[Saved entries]
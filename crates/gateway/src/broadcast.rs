//! Delivery of encoded frames to registry snapshots.

use std::{ops::AddAssign, sync::Arc};

use {
    futures::future::join_all,
    tracing::{debug, warn},
};

use nexus_protocol::{Event, encode};

use crate::{
    connection::{ConnId, Connection, Frame},
    registry::ConnectionRegistry,
};

/// Outcome of one fan-out.
#[derive(Debug, Clone, Copy, Default, PartialEq, Eq)]
pub struct DeliveryReport {
    pub delivered: usize,
    pub failed: usize,
}

impl AddAssign for DeliveryReport {
    fn add_assign(&mut self, other: Self) {
        self.delivered += other.delivered;
        self.failed += other.failed;
    }
}

/// Encode an event once for every recipient.
pub fn encode_frame(event: &Event) -> Option<Frame> {
    match encode(event) {
        Ok(json) => Some(Frame::from(json)),
        Err(e) => {
            warn!(topic = event.topic(), error = %e, "failed to encode event");
            None
        },
    }
}

/// Send `frame` to every recipient concurrently. A failure on one peer is
/// logged and does not affect the rest.
pub async fn deliver(recipients: &[Arc<Connection>], frame: Frame) -> DeliveryReport {
    let sends = recipients.iter().map(|conn| {
        let frame = frame.clone();
        async move { conn.send(frame).await }
    });

    let mut report = DeliveryReport::default();
    for result in join_all(sends).await {
        match result {
            Ok(()) => report.delivered += 1,
            Err(e) => {
                warn!(error = %e, "delivery failed");
                report.failed += 1;
            },
        }
    }
    report
}

/// Deliver an event to every connection currently registered under
/// `session_id`. Unknown or absent sessions drop the event.
pub async fn send_to_session(
    registry: &ConnectionRegistry,
    session_id: Option<&str>,
    event: &Event,
) -> DeliveryReport {
    let Some(session_id) = session_id else {
        debug!(topic = event.topic(), "no session on outbound event, dropping");
        return DeliveryReport::default();
    };
    let recipients = registry.connections_for(session_id).await;
    if recipients.is_empty() {
        debug!(session_id, topic = event.topic(), "no connections for session, dropping");
        return DeliveryReport::default();
    }
    match encode_frame(event) {
        Some(frame) => deliver(&recipients, frame).await,
        None => DeliveryReport::default(),
    }
}

/// Relay an inbound frame untouched to every connection except its sender.
/// Binary frames go out as binary.
pub async fn relay_raw(registry: &ConnectionRegistry, origin: ConnId, frame: Frame) -> DeliveryReport {
    let recipients: Vec<_> = registry
        .all_connections()
        .await
        .into_iter()
        .filter(|c| c.id != origin)
        .collect();
    deliver(&recipients, frame).await
}
//! Connection registry: every live connection plus the session index.
//!
//! All reads hand back cloned `Arc<Connection>` snapshots; callers send
//! after the lock is released.

use std::{
    collections::{HashMap, HashSet},
    sync::Arc,
};

use {tokio::sync::RwLock, tracing::debug};

use crate::connection::{ConnId, Connection};

#[derive(Default)]
struct Inner {
    connections: HashMap<ConnId, Arc<Connection>>,
    sessions: HashMap<String, HashSet<ConnId>>,
    /// Reverse index so `unregister` does not scan every session.
    by_conn: HashMap<ConnId, HashSet<String>>,
}

/// What `unregister` took out of the registry.
#[derive(Debug, Default)]
pub struct Removal {
    pub connection: Option<Arc<Connection>>,
    /// Sessions whose last connection this was; they are forgotten.
    pub emptied_sessions: Vec<String>,
}

#[derive(Default)]
pub struct ConnectionRegistry {
    inner: RwLock<Inner>,
}

impl ConnectionRegistry {
    pub fn new() -> Self {
        Self::default()
    }

    /// Track a freshly accepted connection.
    pub async fn add(&self, conn: Arc<Connection>) {
        self.inner.write().await.connections.insert(conn.id, conn);
    }

    /// Associate a live connection with a session. Returns `true` when the
    /// association is new; unknown connections are ignored.
    pub async fn register(&self, session_id: &str, conn_id: ConnId) -> bool {
        let mut inner = self.inner.write().await;
        if !inner.connections.contains_key(&conn_id) {
            return false;
        }
        let added = inner
            .sessions
            .entry(session_id.to_string())
            .or_default()
            .insert(conn_id);
        if added {
            inner
                .by_conn
                .entry(conn_id)
                .or_default()
                .insert(session_id.to_string());
            debug!(%conn_id, session_id, "registered session");
        }
        added
    }

    /// Drop a connection from the registry and from every session it joined.
    /// Safe to call for connections that were never added.
    pub async fn unregister(&self, conn_id: ConnId) -> Removal {
        let mut inner = self.inner.write().await;
        let mut removal = Removal {
            connection: inner.connections.remove(&conn_id),
            emptied_sessions: Vec::new(),
        };
        if let Some(sessions) = inner.by_conn.remove(&conn_id) {
            for session_id in sessions {
                if let Some(members) = inner.sessions.get_mut(&session_id) {
                    members.remove(&conn_id);
                    if members.is_empty() {
                        inner.sessions.remove(&session_id);
                        removal.emptied_sessions.push(session_id);
                    }
                }
            }
        }
        removal
    }

    pub async fn connections_for(&self, session_id: &str) -> Vec<Arc<Connection>> {
        let inner = self.inner.read().await;
        inner
            .sessions
            .get(session_id)
            .map(|ids| {
                ids.iter()
                    .filter_map(|id| inner.connections.get(id).cloned())
                    .collect()
            })
            .unwrap_or_default()
    }

    pub async fn all_connections(&self) -> Vec<Arc<Connection>> {
        self.inner.read().await.connections.values().cloned().collect()
    }

    pub async fn session_ids(&self) -> Vec<String> {
        self.inner.read().await.sessions.keys().cloned().collect()
    }

    /// Every session with its member connections, taken under one read lock.
    pub async fn sessions_snapshot(&self) -> Vec<(String, Vec<Arc<Connection>>)> {
        let inner = self.inner.read().await;
        inner
            .sessions
            .iter()
            .map(|(session_id, ids)| {
                let conns = ids
                    .iter()
                    .filter_map(|id| inner.connections.get(id).cloned())
                    .collect();
                (session_id.clone(), conns)
            })
            .collect()
    }

    pub async fn connection_count(&self) -> usize {
        self.inner.read().await.connections.len()
    }

    pub async fn session_count(&self) -> usize {
        self.inner.read().await.sessions.len()
    }
}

◆ **Prompt**
Your response should be each line that includes the word "does", copied from the records.

◆ **Response to this exercise**
/// logged and does not affect the rest.
    /// Reverse index so `unregister` does not scan every session.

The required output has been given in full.